There is a great, nay persistent, misunderstanding that just by resorting to a script written from right to left (as in the case of Persian, Arabic and Urdu), one dons the mantle of an Urdu writer because Devnagari is written from left to right! Premchand could easily write in Devnagari script of Hindi, but always preferred to write his first drafts in the language, he was at home with. And in his case, he had a natural at-homeness with the Persian script. In other words, he was innately comfortable with Urdu and its Persian script. Just read his numerous stories and novels in Hindi. Except for the titles (like Gosha-e-Aafiyat for Premashram), the contents are fully intelligible to the readers of both the languages. Yours truly first read Premchand in Urdu and then in Hindi. Barring the difference in scripts, hardly any word, used by the great writer, requires to refer to an Urdu lughat (dictionary). Nowhere in his Hindi-Urdu stories, does one come across ‘aashiyana’ for ‘ghar’ (house).
Even while writing in Urdu, Premchand scribbled ‘ghar’ and never ‘aashiyana’. Premchand once wrote to Upendra Nath ‘Ashk’: “Yahan ki zameen aur yahan ki zabaan mein kyonkar Farsi-Arabi alfaaz ki aamad honi chahiye?” (Why should there be an intrusion of Persian and Arabic into the language of this soil?). Urdu critic Dr Gopichand Narang called Premchand’s Urdu: Zabaan jo Hindustan ki sarzameen ki khushboo se muattar thee (language that was fragrant with the aroma of the soil of sub-continent). It’s interesting to observe that Premchand called himself an ahle-zabaan (one whose mother tongue is Urdu) and not a zabaandaan (one who learns Urdu or any other language as a secondary tongue). And an ahle-zabaan is seldom showy or pompous about his mother tongue. Urdu came to him spontaneously and effortlessly, whereas Hindi was slightly difficult for him in the initial years. So, he started writing in Devnagari quite copiously to hone his Hindi.

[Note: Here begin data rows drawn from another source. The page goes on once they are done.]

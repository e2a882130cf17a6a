mod cli;

use anyhow::Result;
use clap::Parser;
use cli::Cli;
use color_histogram::{
    analyze, default_output_dir, quantization_summary, write_artifacts, AnalysisOptions,
};

fn main() -> Result<()> {
    env_logger::Builder::from_env(env_logger::Env::default().default_filter_or("warn")).init();
    let cli = Cli::parse();

    let options = AnalysisOptions {
        top: cli.top,
        palette_size: cli.quantize,
    };
    let output_dir = cli
        .output_dir
        .unwrap_or_else(|| default_output_dir(&cli.image));

    println!("Analyzing image: {}", cli.image.display());
    let analysis = analyze(&cli.image, &options)?;

    println!(
        "Analysis complete, found {} distinct colors.",
        analysis.original_colors
    );
    if let Some(note) = quantization_summary(&analysis) {
        println!("{}", note);
    }

    let ranking = &analysis.ranking;
    if ranking.is_empty() {
        println!("No color data to report.");
        return Ok(());
    }
    if ranking.is_truncated() {
        println!(
            "Note: image contains {} colors, showing the top {} ({} omitted).",
            ranking.distinct_colors(),
            ranking.len(),
            ranking.omitted()
        );
    }

    let artifacts = write_artifacts(ranking, &output_dir, cli.json);
    for path in &artifacts.written {
        println!("Saved {}", path.display());
    }
    for failure in &artifacts.failures {
        eprintln!("Error: {}", failure);
    }

    Ok(())
}
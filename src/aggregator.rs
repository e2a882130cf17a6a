use crate::image_processor::Pixel;
use std::collections::HashMap;

/// Occurrence count per distinct color, remembering first-encountered order.
#[derive(Debug, Clone, Default, PartialEq)]
pub struct ColorCount {
    index: HashMap<Pixel, usize>,
    entries: Vec<(Pixel, u64)>,
    total: u64,
}

impl ColorCount {
    pub fn new() -> Self {
        Self::default()
    }

    pub fn from_pixels(pixels: impl IntoIterator<Item = Pixel>) -> Self {
        pixels.into_iter().collect()
    }

    pub fn add(&mut self, color: Pixel) {
        self.add_n(color, 1);
    }

    pub fn add_n(&mut self, color: Pixel, n: u64) {
        match self.index.get(&color) {
            Some(&i) => self.entries[i].1 += n,
            None => {
                self.index.insert(color, self.entries.len());
                self.entries.push((color, n));
            }
        }
        self.total += n;
    }

    pub fn get(&self, color: Pixel) -> u64 {
        self.index.get(&color).map_or(0, |&i| self.entries[i].1)
    }

    /// Number of distinct colors.
    pub fn len(&self) -> usize {
        self.entries.len()
    }

    pub fn is_empty(&self) -> bool {
        self.entries.is_empty()
    }

    /// Sum of all counts.
    pub fn total(&self) -> u64 {
        self.total
    }

    pub fn entries(&self) -> &[(Pixel, u64)] {
        &self.entries
    }

    pub fn iter(&self) -> impl Iterator<Item = (Pixel, u64)> + '_ {
        self.entries.iter().copied()
    }
}

impl FromIterator<Pixel> for ColorCount {
    fn from_iter<I: IntoIterator<Item = Pixel>>(iter: I) -> Self {
        let mut counts = ColorCount::new();
        for color in iter {
            counts.add(color);
        }
        counts
    }
}

/// Uppercase `#RRGGBB`.
pub fn to_hex(color: Pixel) -> String {
    format!("#{:02X}{:02X}{:02X}", color.r, color.g, color.b)
}

#[derive(Debug, Clone, PartialEq)]
pub struct RankedColor {
    pub color: Pixel,
    pub count: u64,
    /// Share of all pixels, 0.0 to 100.0.
    pub percentage: f64,
}

impl RankedColor {
    pub fn hex(&self) -> String {
        to_hex(self.color)
    }
}

/// Colors by descending count, capped at the requested length.
#[derive(Debug, Clone, PartialEq, Default)]
pub struct RankedColorList {
    colors: Vec<RankedColor>,
    total_pixels: u64,
    distinct_colors: usize,
}

impl RankedColorList {
    pub fn colors(&self) -> &[RankedColor] {
        &self.colors
    }

    pub fn len(&self) -> usize {
        self.colors.len()
    }

    /// Nothing to report: the image had no pixels or the cap was zero.
    pub fn is_empty(&self) -> bool {
        self.colors.is_empty()
    }

    pub fn total_pixels(&self) -> u64 {
        self.total_pixels
    }

    /// Distinct colors before truncation.
    pub fn distinct_colors(&self) -> usize {
        self.distinct_colors
    }

    /// Colors dropped by the cap.
    pub fn omitted(&self) -> usize {
        self.distinct_colors - self.colors.len()
    }

    pub fn is_truncated(&self) -> bool {
        self.omitted() > 0
    }
}

/// Rank colors by descending count and keep the first `top`.
///
/// The sort is stable, so equal counts keep first-encountered order.
pub fn rank(counts: &ColorCount, top: usize) -> RankedColorList {
    let mut sorted = counts.entries().to_vec();
    sorted.sort_by(|a, b| b.1.cmp(&a.1));
    sorted.truncate(top);

    let total = counts.total();
    let colors = sorted
        .into_iter()
        .map(|(color, count)| RankedColor {
            color,
            count,
            percentage: if total == 0 {
                0.0
            } else {
                count as f64 / total as f64 * 100.0
            },
        })
        .collect();

    RankedColorList {
        colors,
        total_pixels: total,
        distinct_colors: counts.len(),
    }
}
//! color-histogram - color composition analysis for raster images
//!
//! Counts how often each distinct color occurs in an image, optionally after
//! reducing the palette, and ranks the colors by frequency.
//!
//! ## Pipeline
//!
//! - **Canonicalization**: indexed, RGBA and RGB images become plain RGB
//!   pixels; alpha is composited onto black
//! - **Quantization**: weighted median-cut down to at most K colors, with a
//!   non-fatal fallback to the original colors
//! - **Aggregation**: frequency count and a ranked, capped color list
//! - **Output**: SVG bar chart, text report and optional JSON report
//!
//! ## Example
//!
//! ```rust,no_run
//! use color_histogram::{analyze, AnalysisOptions};
//! use std::path::Path;
//!
//! let options = AnalysisOptions {
//!     top: 10,
//!     palette_size: 32,
//! };
//!
//! let analysis = analyze(Path::new("input.png"), &options).expect("Analysis failed");
//! for color in analysis.ranking.colors() {
//!     println!("{}\t{:.2}%", color.hex(), color.percentage);
//! }
//! ```

pub mod aggregator;
pub mod chart_generator;
pub mod error;
pub mod image_processor;
pub mod quantizer;
pub mod report;

pub use aggregator::{rank, ColorCount, RankedColor, RankedColorList};
pub use chart_generator::generate_chart;
pub use error::{AnalysisError, Result};
pub use image_processor::{canonicalize, load_image, ImageData, NativeImage, Pixel, PixelEncoding};
pub use quantizer::{
    apply_quantization, quantize, quantize_pixels, ColorMapping, QuantizeError, Quantization,
};
pub use report::{format_text_report, write_json_report, write_text_report};

use log::info;
use std::path::{Path, PathBuf};

pub const DEFAULT_TOP: usize = 50;
pub const DEFAULT_PALETTE_SIZE: usize = 64;
/// Parent of the per-image output directories.
pub const REPORT_DIR: &str = "report";

/// Options for a color analysis
#[derive(Debug, Clone)]
pub struct AnalysisOptions {
    /// Maximum number of ranked colors (default: 50)
    pub top: usize,
    /// Median-cut palette size, 0 disables quantization (default: 64)
    pub palette_size: usize,
}

impl Default for AnalysisOptions {
    fn default() -> Self {
        Self {
            top: DEFAULT_TOP,
            palette_size: DEFAULT_PALETTE_SIZE,
        }
    }
}

/// Result of analysing one image.
#[derive(Debug, Clone)]
pub struct Analysis {
    pub width: u32,
    pub height: u32,
    /// Distinct canonical colors before quantization.
    pub original_colors: usize,
    pub quantization: Quantization,
    /// Counts after quantization (or the canonical counts when it was skipped or failed).
    pub counts: ColorCount,
    pub ranking: RankedColorList,
}

/// Load, canonicalize and analyse an image file.
///
/// Fails only when the file is missing, cannot be decoded, or uses an
/// unsupported pixel encoding.
pub fn analyze(path: &Path, options: &AnalysisOptions) -> Result<Analysis> {
    let native = load_image(path)?;
    let image = canonicalize(native)?;
    Ok(analyze_image(image, options))
}

/// Analyse an already canonical image. Never fails: quantization problems are
/// reported through [`Analysis::quantization`].
pub fn analyze_image(image: ImageData, options: &AnalysisOptions) -> Analysis {
    let ImageData {
        width,
        height,
        pixels,
    } = image;

    let counts = ColorCount::from_pixels(pixels);
    let original_colors = counts.len();
    info!(
        "{}x{} image has {} distinct colors",
        width, height, original_colors
    );

    let (counts, quantization) = quantizer::quantize_color_count(counts, options.palette_size);
    let ranking = rank(&counts, options.top);

    Analysis {
        width,
        height,
        original_colors,
        quantization,
        counts,
        ranking,
    }
}

/// One-line note on what quantization did, or `None` when it was disabled or
/// left the colors unchanged.
pub fn quantization_summary(analysis: &Analysis) -> Option<String> {
    match &analysis.quantization {
        Quantization::Disabled => None,
        Quantization::Mapped(mapping) if mapping.is_identity() => None,
        Quantization::Mapped(_) => Some(format!(
            "Quantized {} colors down to {}.",
            analysis.original_colors,
            analysis.counts.len()
        )),
        Quantization::Fallback(reason) => Some(format!(
            "Quantization failed ({}), using the original {} colors.",
            reason, analysis.original_colors
        )),
    }
}

/// `report/<file stem>` for the given input image.
pub fn default_output_dir(input: &Path) -> PathBuf {
    let stem = input
        .file_stem()
        .map(|s| s.to_string_lossy().into_owned())
        .unwrap_or_else(|| "image".to_string());
    Path::new(REPORT_DIR).join(stem)
}

/// What [`write_artifacts`] managed to write.
#[derive(Debug, Default)]
pub struct Artifacts {
    pub written: Vec<PathBuf>,
    pub failures: Vec<AnalysisError>,
}

impl Artifacts {
    fn record(&mut self, path: PathBuf, result: Result<()>) {
        match result {
            Ok(()) => self.written.push(path),
            Err(e) => self.failures.push(e),
        }
    }
}

/// Write the text report, the chart and optionally the JSON report into
/// `output_dir`, creating it if needed. A failing artifact does not stop the
/// others, and an empty ranking gets no chart.
pub fn write_artifacts(ranking: &RankedColorList, output_dir: &Path, json: bool) -> Artifacts {
    let mut artifacts = Artifacts::default();

    if let Err(source) = std::fs::create_dir_all(output_dir) {
        artifacts.failures.push(AnalysisError::Output {
            path: output_dir.to_path_buf(),
            source,
        });
        return artifacts;
    }

    let chart_path = output_dir.join(chart_generator::CHART_NAME);
    let text_path = output_dir.join(report::TEXT_REPORT_NAME);
    let json_path = output_dir.join(report::JSON_REPORT_NAME);

    artifacts.record(text_path.clone(), write_text_report(ranking, &text_path));
    match generate_chart(ranking, &chart_path) {
        Ok(true) => artifacts.written.push(chart_path),
        Ok(false) => {}
        Err(e) => artifacts.failures.push(e),
    }
    if json {
        artifacts.record(json_path.clone(), write_json_report(ranking, &json_path));
    }

    artifacts
}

With the passage of time, he mastered Hindi script but never translated any Urdu word into Hindi or vice versa because there was no need. All the words used in both the languages are common. So much so that he didn’t bother to translate ‘talvaar’ (sword) into ‘shamsheer’ in Persian. Even in Urdu, one gets to read ‘talvaar’ because the word is rooted in our familiar linguistic make-up and ethos. But the same Premchand used ‘shamsheer’ exclusively for his Persian readers (Yes, he wrote separately in Persian as well!) in his Persian short-story ‘Ravayat’ or tradition (unfortunately, never translated into any other language).
Premchand was au fait with the subcontinent’s culture of language/s. He knew, how Urdu and Hindi were Siamese twins. So, apart from the scripts, his stories in both the tongues are swaddled in a common lingo and couched in a known and shared idiomatic territory. His sayings in both the languages were taken from the dialects of Uttar Pradesh and were not borrowed from the unfamiliar terra incognita of Persia and Arab Peninsula. Those who nitpick that Urdu belongs to Muslims and Hindi to Hindus, must read his stories and juxtapose them cheek-by-jowl to have an idea of Premchand’s encompassing linguistic assimilation. Alas, that seems to have faded into thin air in these parochial times with hidebound thinking.